Publication des actes du colloque « Katyn et la Suisse – Experts et expertises médicales dans les crises humanitaires, 1920-2007 »
06-11-2009 Communiqué de presse 217/09
Genève (CICR) – Le recours à l'expertise médicale dans les crises humanitaires pose de nombreux défis aux experts et médecins légistes qui enquêtent sur les crimes de guerre et les violations des droits de l'homme.
« Le travail de l'expert médical, au-delà de sa dimension purement technique, comporte aussi une dimension éthique. Le médecin légiste doit avoir la garantie de pouvoir agir en toute indépendance, en préservant sa neutralité. Il doit pouvoir, avant d'entamer une expertise, en évaluer les conséquences, sur un plan politique, juridique, et surtout humanitaire » , explique Ute Hofmeister, anthropologue légiste au Comité international de la Croix-Rouge (CICR).

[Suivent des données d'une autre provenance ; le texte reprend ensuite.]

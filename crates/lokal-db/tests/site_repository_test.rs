//! Integration tests for Site, SiteSubscription and FeatureSubscription
//! repositories using in-memory SurrealDB.

use chrono::{Duration, TimeZone, Utc};
use lokal_core::error::LokalError;
use lokal_core::models::feature_subscription::{
    BillingPeriod, CreateFeatureSubscription, FeatureKey, FeaturePlanKey,
    FeatureSubscriptionStatus, SubscriptionScope, UpdateFeatureSubscription,
};
use lokal_core::models::site::{CreateSite, UpdateSite};
use lokal_core::models::site_subscription::{SubscriptionStatus, UpsertSiteSubscription};
use lokal_core::plan::{LimitOverrides, Plan, PlanOverrides};
use lokal_core::repository::{
    FeatureSubscriptionRepository, Pagination, SiteRepository, SiteSubscriptionRepository,
};
use lokal_db::repository::{
    SurrealFeatureSubscriptionRepository, SurrealSiteRepository,
    SurrealSiteSubscriptionRepository,
};
use surrealdb::Surreal;
use surrealdb::engine::local::Mem;

/// Helper: spin up in-memory DB and run migrations.
async fn setup() -> Surreal<surrealdb::engine::local::Db> {
    let db = Surreal::new::<Mem>(()).await.unwrap();
    db.use_ns("test").use_db("test").await.unwrap();
    lokal_db::run_migrations(&db).await.unwrap();
    db
}

fn new_site(slug: &str) -> CreateSite {
    CreateSite {
        slug: slug.into(),
        name: format!("{slug} site"),
        primary_domain: None,
        is_active: None,
    }
}

// -----------------------------------------------------------------------
// Sites
// -----------------------------------------------------------------------

#[tokio::test]
async fn create_and_get_site() {
    let db = setup().await;
    let repo = SurrealSiteRepository::new(db);

    let site = repo.create(new_site("tihany")).await.unwrap();
    assert_eq!(site.slug, "tihany");
    assert!(site.is_active);

    let fetched = repo.get_by_id(site.id).await.unwrap();
    assert_eq!(fetched.id, site.id);
    assert_eq!(fetched.name, "tihany site");

    let by_slug = repo.find_by_slug("tihany").await.unwrap().unwrap();
    assert_eq!(by_slug.id, site.id);
    assert!(repo.find_by_slug("nope").await.unwrap().is_none());
}

#[tokio::test]
async fn duplicate_site_slug_is_already_exists() {
    let db = setup().await;
    let repo = SurrealSiteRepository::new(db);

    repo.create(new_site("eger")).await.unwrap();
    let err = repo.create(new_site("eger")).await.unwrap_err();
    assert!(matches!(err, LokalError::AlreadyExists { .. }), "{err:?}");
}

#[tokio::test]
async fn update_site_clears_primary_domain() {
    let db = setup().await;
    let repo = SurrealSiteRepository::new(db);

    let site = repo
        .create(CreateSite {
            primary_domain: Some("eger.hu".into()),
            ..new_site("eger")
        })
        .await
        .unwrap();

    let updated = repo
        .update(
            site.id,
            UpdateSite {
                name: Some("Eger".into()),
                primary_domain: Some(None),
                ..Default::default()
            },
        )
        .await
        .unwrap();
    assert_eq!(updated.name, "Eger");
    assert!(updated.primary_domain.is_none());
}

#[tokio::test]
async fn list_sites_is_paginated() {
    let db = setup().await;
    let repo = SurrealSiteRepository::new(db);

    for slug in ["c", "a", "b"] {
        repo.create(new_site(slug)).await.unwrap();
    }

    let page = repo
        .list(Pagination {
            offset: 1,
            limit: 1,
        })
        .await
        .unwrap();
    assert_eq!(page.total, 3);
    assert_eq!(page.items.len(), 1);
    assert_eq!(page.items[0].slug, "b");
}

#[tokio::test]
async fn get_missing_site_is_not_found() {
    let db = setup().await;
    let repo = SurrealSiteRepository::new(db);

    let err = repo.get_by_id(uuid::Uuid::new_v4()).await.unwrap_err();
    assert!(matches!(err, LokalError::NotFound { .. }));
}

// -----------------------------------------------------------------------
// Site subscriptions
// -----------------------------------------------------------------------

#[tokio::test]
async fn upsert_replaces_the_single_subscription() {
    let db = setup().await;
    let sites = SurrealSiteRepository::new(db.clone());
    let repo_db = db.clone();
    let repo = SurrealSiteSubscriptionRepository::new(db);
    let site = sites.create(new_site("szeged")).await.unwrap();

    assert!(repo.find_by_site(site.id).await.unwrap().is_none());

    repo.upsert(
        site.id,
        UpsertSiteSubscription {
            plan: Plan::Basic,
            status: None,
            valid_until: None,
            plan_overrides: None,
        },
    )
    .await
    .unwrap();

    let overrides = PlanOverrides {
        limits: LimitOverrides {
            places_max: Some(40),
            ..Default::default()
        },
        ..Default::default()
    };
    let sub = repo
        .upsert(
            site.id,
            UpsertSiteSubscription {
                plan: Plan::Pro,
                status: Some(SubscriptionStatus::Canceled),
                valid_until: Some(Utc::now() + Duration::days(10)),
                plan_overrides: Some(overrides.clone()),
            },
        )
        .await
        .unwrap();

    assert_eq!(sub.site_id, site.id);
    assert_eq!(sub.plan, Plan::Pro);
    assert_eq!(sub.status, SubscriptionStatus::Canceled);
    assert_eq!(sub.plan_overrides, Some(overrides));

    // One row per site, however often it is upserted.
    let mut result = repo_db
        .query("SELECT * FROM site_subscription")
        .await
        .unwrap();
    let records: Vec<surrealdb_types::Value> = result.take(0).unwrap();
    assert_eq!(records.len(), 1);
}

#[tokio::test]
async fn empty_overrides_read_back_as_none() {
    let db = setup().await;
    let sites = SurrealSiteRepository::new(db.clone());
    let repo = SurrealSiteSubscriptionRepository::new(db);
    let site = sites.create(new_site("pecs")).await.unwrap();

    let sub = repo
        .upsert(
            site.id,
            UpsertSiteSubscription {
                plan: Plan::Free,
                status: Some(SubscriptionStatus::Active),
                valid_until: None,
                plan_overrides: Some(PlanOverrides::default()),
            },
        )
        .await
        .unwrap();
    assert!(sub.plan_overrides.is_none());
}

// -----------------------------------------------------------------------
// Feature subscriptions
// -----------------------------------------------------------------------

fn floorplan_subscription(site_id: uuid::Uuid) -> CreateFeatureSubscription {
    CreateFeatureSubscription {
        site_id,
        scope: SubscriptionScope::Site,
        place_id: None,
        feature_key: FeatureKey::Floorplans,
        plan_key: FeaturePlanKey::FpStandard,
        billing_period: BillingPeriod::Monthly,
        floorplan_limit: None,
        current_period_start: None,
        current_period_end: None,
    }
}

#[tokio::test]
async fn create_feature_subscription_defaults_period() {
    let db = setup().await;
    let repo = SurrealFeatureSubscriptionRepository::new(db);
    let site_id = uuid::Uuid::new_v4();

    let start = Utc.with_ymd_and_hms(2025, 1, 31, 12, 0, 0).unwrap();
    let sub = repo
        .create(CreateFeatureSubscription {
            current_period_start: Some(start),
            ..floorplan_subscription(site_id)
        })
        .await
        .unwrap();

    assert_eq!(sub.status, FeatureSubscriptionStatus::Active);
    assert_eq!(sub.current_period_start, start);
    assert_eq!(sub.current_period_end, BillingPeriod::Monthly.period_end(start));
    assert!(sub.canceled_at.is_none());
}

#[tokio::test]
async fn feature_subscription_is_scoped_to_its_site() {
    let db = setup().await;
    let repo = SurrealFeatureSubscriptionRepository::new(db);
    let site_id = uuid::Uuid::new_v4();

    let sub = repo.create(floorplan_subscription(site_id)).await.unwrap();

    let err = repo.get_by_id(uuid::Uuid::new_v4(), sub.id).await.unwrap_err();
    assert!(matches!(err, LokalError::NotFound { .. }));
    let err = repo.delete(uuid::Uuid::new_v4(), sub.id).await.unwrap_err();
    assert!(matches!(err, LokalError::NotFound { .. }));
}

#[tokio::test]
async fn update_sets_status_and_canceled_at() {
    let db = setup().await;
    let repo = SurrealFeatureSubscriptionRepository::new(db);
    let site_id = uuid::Uuid::new_v4();
    let sub = repo.create(floorplan_subscription(site_id)).await.unwrap();

    let now = Utc::now();
    let canceled = repo
        .update(
            site_id,
            sub.id,
            UpdateFeatureSubscription {
                status: Some(FeatureSubscriptionStatus::Canceled),
                canceled_at: Some(Some(now)),
                ..Default::default()
            },
        )
        .await
        .unwrap();
    assert_eq!(canceled.status, FeatureSubscriptionStatus::Canceled);
    assert!(canceled.canceled_at.is_some());

    let resumed = repo
        .update(
            site_id,
            sub.id,
            UpdateFeatureSubscription {
                status: Some(FeatureSubscriptionStatus::Active),
                canceled_at: Some(None),
                ..Default::default()
            },
        )
        .await
        .unwrap();
    assert!(resumed.canceled_at.is_none());
}

#[tokio::test]
async fn list_for_feature_is_newest_first() {
    let db = setup().await;
    let repo = SurrealFeatureSubscriptionRepository::new(db);
    let site_id = uuid::Uuid::new_v4();

    let first = repo.create(floorplan_subscription(site_id)).await.unwrap();
    let second = repo.create(floorplan_subscription(site_id)).await.unwrap();
    repo.create(floorplan_subscription(uuid::Uuid::new_v4()))
        .await
        .unwrap();

    let subs = repo
        .list_for_feature(site_id, FeatureKey::Floorplans)
        .await
        .unwrap();
    assert_eq!(subs.len(), 2);
    assert_eq!(subs[0].id, second.id);
    assert_eq!(subs[1].id, first.id);
}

L'expérience de François Naville, médecin légiste qui participa à la commission d'enquête établie par l'Allemagne en 1943 sur le massacre, à Katyn (Pologne), de plus de 25 000 membres de l'élite et officiers polonais réputés hostiles à l'idéologie communiste – commission qui conclut à la culpabilité soviétique – illustre bien le dilemme entre éthique et raison d'État.
Les nombreux exemples d'expertises médicales, par exemple pour examiner le recours à des armes prohibées, ou le traitement des populations civiles victimes de conflits, ou encore les conditions d'interrogatoire et de détention de prisonniers – notamment dans l'URSS des années 1920, en Abyssinie, à Hiroshima, au Rwanda, en ex-Yougoslavie –, posent la question des rôles respectifs des experts, notamment médicaux, des États et des organisations humanitaires face aux crimes de guerre. Ils illustrent aussi les contraintes diplomatiques, militaires, politiques et éthiques qui entourent l’expertise médicale depuis les années 1920 jusqu’à nos jours.
« Beaucoup de progrès restent encore à faire quant à l'établissement de normes encadrant le travail de l'expert légiste dans les crises humani taires et au respect de telles normes, estime Ute Hofmeister. Si l'expertise légale a un rôle à jouer pour prévenir des violations futures, elle doit avant tout répondre à un objectif humanitaire, celui du droit des familles à connaître le sort de leurs proches. »
« Élargir la connaissance historique des événements entourant le massacre de Katyn est aussi une façon d'interroger le passé pour comprendre l’attitude des organisations humanitaires et des gouvernements face aux crimes de guerre et prolonger la réflexion sur l’expertise médicale dans les crises humanitaires contemporaines », précise pour sa part Jean-François Pitteloud, conseiller historique au CICR. « C'est également rendre hommage aux victimes du massacre et à leurs familles. »
Publiés par les éditions Georg, les actes du colloque viennent de paraître sous le titre Katyn et la Suisse. Experts et expertises médicales dans les crises humanitaires dans une édition bilingue et illustrée (prix en librairie : CHF 48.–).
Des interviews avec des experts peuvent être organisées sur demande en contactant les services de presse du CICR et des éditions Georg.
- Pour de plus amples informations sur le rôle de l'expertise médicale dans les conflits armés, lire aussi l'interview de Morris Tidball-Binz.
Contacts
Dorothea Krimitsas, CICR Genève, tél. : +41 22 730 25 90 ou +41 79 251 93 18
Michael Balavoine, Georg Editeur SA, tél. : +41 22 702 93 11 ou +41 79 759 54 78
Pr Antoine Fleury, Université de Genève, tél : +41 22 793 33 49, e-mail :Note pour les éditeurs / rédacteurs :
Massacre de Katyn : perpétré par le NKVD, la police politique de l’Union soviétique, en avril et mai 1940, dans la forêt de Katyn, près de Smolensk, et dans d'autres lieux de l’ouest de l’URSS. Ce massacre de plus de 25 000 membres de l'élite et d'officiers polonais réputés hostiles à l'idéologie communiste fut une « épuration de classe » selon l'expression de l'historien russe Victor Zaslavsky. Le crime de Katyn fut imputé à l'Allemagne par la propagande soviétique jusqu'à la révision entreprise en 1989 par Mikhaïl Gorbatchev et poursuivie en 1992 par Boris Eltsine.